Bon sang, Layla! Argghh… Ma boss me virerait avec fracas si elle savait ce que je fais et à quoi je pense. Je n’ai pas le temps de rêvasser sur une odeur. ~

Qu’est-ce qui cloche chez moi? ~

Je laisse les sonneries s’enchaîner et fredonne sur la mélodie tout en retirant les draps et les taies pour les envoyer à la blanchisserie.

La sonnerie s’arrête. Je me prépare à l’entendre sonner à nouveau. Oh bon sang! Ma mère va me rendre chèvre.

Je refais le lit.

Voilà, terminé! ~

Sur une impulsion, je me rallonge sur le lit propre et parfaitement tiré et pose la tête sur l’oreiller. C’est plus fort que moi. Je sens encore l’odeur, même si elle n’est plus aussi forte. Et son lit est si confortable. Les draps si doux.

Je l’imagine allongé à cette même place, ce soir.

Chelou Layla. Qu’est-ce qui ne tourne pas rond chez moi? ~

Je saute du lit et lisse du plat de la main les plis que je viens de faire.

Une enveloppe adressée à la femme de ménage est posée sur le comptoir. Je fixe l’écriture manuscrite sur l’enveloppe—des pleins et des déliés tracés avec assurance.

Un très généreux pourboire se trouve à l’intérieur.

Pas étonnant que Marnie préfère faire le ménage dans les appartements.

Je regrette qu’il n’y ait pas une seule photo du propriétaire. Je ne vois aucune photo ni objet personnel à l’exception de ses vêtements dans le dressing. C’est étrange.
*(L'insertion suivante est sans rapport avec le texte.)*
//! Embedding provider trait and deterministic fallback implementation

use crate::error::Result;
use async_trait::async_trait;
use std::collections::hash_map::DefaultHasher;
use std::hash::{Hash, Hasher};

/// Abstract interface for generating vector embeddings from text.
///
/// Implementations must be `Send + Sync` so a single provider can be shared
/// across sessions via `Arc<dyn EmbeddingProvider>`. Vectors are expected to
/// be L2-normalized; similarity comparisons use [`cosine_similarity`].
#[async_trait]
pub trait EmbeddingProvider: Send + Sync {
    /// Generate an embedding for a single text input.
    ///
    /// The returned vector has length [`dimensions()`](Self::dimensions) and
    /// is deterministic per text.
    async fn embed(&self, text: &str) -> Result<Vec<f32>>;

    /// Generate embeddings for multiple texts, one per input, in order.
    async fn embed_batch(&self, texts: &[String]) -> Result<Vec<Vec<f32>>> {
        let mut out = Vec::with_capacity(texts.len());
        for text in texts {
            out.push(self.embed(text).await?);
        }
        Ok(out)
    }

    /// The dimensionality of the vectors produced by this provider
    fn dimensions(&self) -> usize;
}

/// Cosine similarity between two vectors.
///
/// Returns 0.0 for mismatched lengths or zero-norm inputs rather than
/// propagating an error; a non-comparable pair is simply not a match.
pub fn cosine_similarity(a: &[f32], b: &[f32]) -> f64 {
    if a.len() != b.len() || a.is_empty() {
        return 0.0;
    }
    let mut dot = 0.0f64;
    let mut norm_a = 0.0f64;
    let mut norm_b = 0.0f64;
    for (x, y) in a.iter().zip(b.iter()) {
        dot += f64::from(*x) * f64::from(*y);
        norm_a += f64::from(*x) * f64::from(*x);
        norm_b += f64::from(*y) * f64::from(*y);
    }
    if norm_a == 0.0 || norm_b == 0.0 {
        return 0.0;
    }
    dot / (norm_a.sqrt() * norm_b.sqrt())
}

/// Deterministic hash-based embedding provider.
///
/// Spreads a text hash across the configured dimensions and L2-normalizes
/// the result: identical texts produce identical embeddings, different
/// texts diverge with very high probability, and no network is involved.
#[derive(Clone, Debug)]
pub struct HashEmbedding {
    dimensions: usize,
}

impl HashEmbedding {
    /// Create a provider with the given dimensionality (768 matches the
    /// production gateway default).
    pub fn new(dimensions: usize) -> Self {
        Self { dimensions }
    }

    fn hash_to_embedding(&self, text: &str) -> Vec<f32> {
        let mut hasher = DefaultHasher::new();
        text.hash(&mut hasher);
        let mut hash = hasher.finish();

        let mut embedding = Vec::with_capacity(self.dimensions);
        for _ in 0..self.dimensions {
            let value = (hash as f64 / u64::MAX as f64) * 2.0 - 1.0;
            embedding.push(value as f32);

            // Chain hash for the next dimension
            let mut h = DefaultHasher::new();
            hash.hash(&mut h);
            hash = h.finish();
        }

        let norm: f32 = embedding.iter().map(|x| x * x).sum::<f32>().sqrt();
        if norm > 0.0 {
            for x in &mut embedding {
                *x /= norm;
            }
        }

        embedding
    }
}

#[async_trait]
impl EmbeddingProvider for HashEmbedding {
    async fn embed(&self, text: &str) -> Result<Vec<f32>> {
        Ok(self.hash_to_embedding(text))
    }

    fn dimensions(&self) -> usize {
        self.dimensions
    }
}

#[cfg(test)]
mod tests {
    use super::*;

    #[tokio::test]
    async fn test_deterministic_embeddings() {
        let provider = HashEmbedding::new(768);
        let a = provider.embed("hello world").await.unwrap();
        let b = provider.embed("hello world").await.unwrap();
        assert_eq!(a, b);
    }

    #[tokio::test]
    async fn test_different_texts_diverge() {
        let provider = HashEmbedding::new(768);
        let a = provider.embed("hello").await.unwrap();
        let b = provider.embed("goodbye").await.unwrap();
        assert_ne!(a, b);
    }

    #[tokio::test]
    async fn test_dimensions_and_normalization() {
        let provider = HashEmbedding::new(384);
        let emb = provider.embed("normalize me").await.unwrap();
        assert_eq!(emb.len(), 384);
        let norm: f32 = emb.iter().map(|x| x * x).sum::<f32>().sqrt();
        assert!((norm - 1.0).abs() < 1e-5, "expected unit norm, got {norm}");
    }

    #[tokio::test]
    async fn test_batch_matches_single() {
        let provider = HashEmbedding::new(64);
        let texts = vec!["one".to_string(), "two".to_string()];
        let batch = provider.embed_batch(&texts).await.unwrap();
        for (i, text) in texts.iter().enumerate() {
            assert_eq!(batch[i], provider.embed(text).await.unwrap());
        }
    }

    #[test]
    fn test_cosine_similarity_self_is_one() {
        let v = vec![0.6f32, 0.8];
        assert!((cosine_similarity(&v, &v) - 1.0).abs() < 1e-6);
    }

    #[test]
    fn test_cosine_similarity_orthogonal() {
        let a = vec![1.0f32, 0.0];
        let b = vec![0.0f32, 1.0];
        assert!(cosine_similarity(&a, &b).abs() < 1e-6);
    }

    #[test]
    fn test_cosine_similarity_mismatched_lengths() {
        let a = vec![1.0f32, 0.0];
        let b = vec![1.0f32];
        assert_eq!(cosine_similarity(&a, &b), 0.0);
    }
}
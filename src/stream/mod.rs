//! Stream protocol — wire types, LLM client seam, and per-session routing

pub mod client;
pub mod router;
pub mod types;

pub use client::{AnalysisContext, LlmStreamClient, LlmStreamError, ObjectStream, ScriptedStreamClient};
pub use router::{
    HandlesAction, HandlesActionUpdate, HandlesAnswer, HandlesQuestion, RouteOutcome,
    RouterMetricsSnapshot, StreamRouter, StreamRouterBuilder,
};
pub use types::{
    ActionObject, ActionUpdateObject, AnswerObject, ObjectKind, QuestionObject, StreamObject,
};
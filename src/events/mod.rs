//! Broadcast events and the per-session outbound channel

pub mod broadcaster;
pub mod types;

pub use broadcaster::{EventBroadcaster, EventTransport, MemoryTransport};
pub use types::BroadcastEvent;
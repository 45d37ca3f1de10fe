//! Session Store
//!
//! Owns the in-memory session record and mirrors it into a [`SessionStorage`].
//! The record is read by every outgoing request and written only by
//! restore, login and logout.

use std::sync::{RwLock, RwLockReadGuard, RwLockWriteGuard};

use serde::{Deserialize, Serialize};

use super::storage::{SessionStorage, PROFILE_KEY, TOKEN_KEY};
use crate::error::Result;

/// Administrator profile returned by the backend at login.
#[derive(Debug, Clone, PartialEq, Eq, Serialize, Deserialize)]
pub struct UserProfile {
    pub id: i64,
    pub username: String,
    pub email: String,
}

/// Body of a successful `POST /auth/login`.
#[derive(Debug, Clone, Deserialize)]
pub struct LoginResponse {
    pub access_token: String,
    pub user: UserProfile,
}

/// An authenticated session. Credential and profile only exist together.
#[derive(Debug, Clone, PartialEq, Eq)]
pub struct Session {
    pub credential: String,
    pub profile: UserProfile,
}

#[derive(Debug, Clone, Default, PartialEq, Eq)]
pub struct SessionState {
    pub session: Option<Session>,
    /// A login call is outstanding.
    pub loading: bool,
    /// Message from the last failed login, cleared by the next attempt.
    pub error: Option<String>,
}

impl SessionState {
    pub fn is_authenticated(&self) -> bool {
        self.session.is_some()
    }
}

pub struct SessionStore {
    state: RwLock<SessionState>,
    storage: Box<dyn SessionStorage>,
}

impl std::fmt::Debug for SessionStore {
    fn fmt(&self, f: &mut std::fmt::Formatter<'_>) -> std::fmt::Result {
        f.debug_struct("SessionStore")
            .field("authenticated", &self.is_authenticated())
            .finish()
    }
}

impl SessionStore {
    /// Creates an unauthenticated store; call [`restore`](Self::restore) to load persisted state.
    pub fn new(storage: impl SessionStorage + 'static) -> Self {
        Self {
            state: RwLock::new(SessionState::default()),
            storage: Box::new(storage),
        }
    }

    /// Creates a store and immediately restores it.
    pub fn open(storage: impl SessionStorage + 'static) -> Self {
        let store = Self::new(storage);
        store.restore();
        store
    }

    /// Loads the persisted credential and profile. Absent or unreadable data
    /// leaves the session unauthenticated; this never fails.
    pub fn restore(&self) -> bool {
        let token = self.storage.get(TOKEN_KEY).filter(|t| !t.is_empty());
        let profile = self
            .storage
            .get(PROFILE_KEY)
            .and_then(|raw| match serde_json::from_str::<UserProfile>(&raw) {
                Ok(profile) => Some(profile),
                Err(e) => {
                    tracing::warn!("Ignoring unreadable stored profile: {}", e);
                    None
                }
            });

        let session = match (token, profile) {
            (Some(credential), Some(profile)) => Some(Session { credential, profile }),
            _ => None,
        };

        let restored = session.is_some();
        match &session {
            Some(s) => tracing::info!("Restored session for {}", s.profile.username),
            None => tracing::debug!("No stored session"),
        }

        let mut state = self.write();
        state.session = session;
        state.loading = false;
        restored
    }

    /// Marks a login call as outstanding.
    pub fn begin_login(&self) {
        let mut state = self.write();
        state.loading = true;
        state.error = None;
    }

    /// Persists a successful login and marks the session authenticated.
    pub fn complete_login(&self, response: LoginResponse) -> Result<UserProfile> {
        let persisted = self.persist(&response);

        let mut state = self.write();
        state.loading = false;
        match persisted {
            Ok(()) => {
                tracing::info!("Logged in as {}", response.user.username);
                let profile = response.user.clone();
                state.session = Some(Session {
                    credential: response.access_token,
                    profile: response.user,
                });
                state.error = None;
                Ok(profile)
            }
            Err(e) => {
                state.session = None;
                state.error = Some(e.to_string());
                Err(e)
            }
        }
    }

    /// Records a failed login; the session stays unauthenticated.
    pub fn fail_login(&self, message: impl Into<String>) {
        let message = message.into();
        tracing::debug!("Login failed: {}", message);
        let mut state = self.write();
        state.loading = false;
        state.session = None;
        state.error = Some(message);
    }

    /// Clears the persisted entries and the in-memory session. Never fails;
    /// storage errors are logged.
    pub fn logout(&self) {
        for key in [TOKEN_KEY, PROFILE_KEY] {
            if let Err(e) = self.storage.remove(key) {
                tracing::warn!("Failed to clear stored {}: {}", key, e);
            }
        }

        let mut state = self.write();
        if let Some(session) = state.session.take() {
            tracing::info!("Logged out {}", session.profile.username);
        }
        state.loading = false;
    }

    pub fn is_authenticated(&self) -> bool {
        self.read().is_authenticated()
    }

    pub fn is_loading(&self) -> bool {
        self.read().loading
    }

    pub fn credential(&self) -> Option<String> {
        self.read().session.as_ref().map(|s| s.credential.clone())
    }

    pub fn profile(&self) -> Option<UserProfile> {
        self.read().session.as_ref().map(|s| s.profile.clone())
    }

    pub fn last_error(&self) -> Option<String> {
        self.read().error.clone()
    }

    pub fn snapshot(&self) -> SessionState {
        self.read().clone()
    }

    fn persist(&self, response: &LoginResponse) -> Result<()> {
        let profile = serde_json::to_string(&response.user)
            .map_err(|e| crate::error::AdminError::Storage(e.to_string()))?;
        self.storage.set(TOKEN_KEY, &response.access_token)?;
        if let Err(e) = self.storage.set(PROFILE_KEY, &profile) {
            // never leave a credential without its profile
            if let Err(cleanup) = self.storage.remove(TOKEN_KEY) {
                tracing::warn!("Failed to clear stored {}: {}", TOKEN_KEY, cleanup);
            }
            return Err(e);
        }
        Ok(())
    }

    fn read(&self) -> RwLockReadGuard<'_, SessionState> {
        self.state.read().unwrap_or_else(|e| e.into_inner())
    }

    fn write(&self) -> RwLockWriteGuard<'_, SessionState> {
        self.state.write().unwrap_or_else(|e| e.into_inner())
    }
}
La chambre avec balcon au bout du couloir est occupée par une femme. J’ai senti son parfum et vu ses effets personnels.

Minute… Et s’ils étaient mariés? Je ne fais pas dans les hommes mariés, ni fiancés ni avec une petite copine… Ce n’est pas du tout mon fantasme.

Ce n’est juste pas bien.

Beurk! ~

Il faut que je m’occupe de ma vie personnelle et que je sorte un peu plus souvent…. mais pas avec Kofi.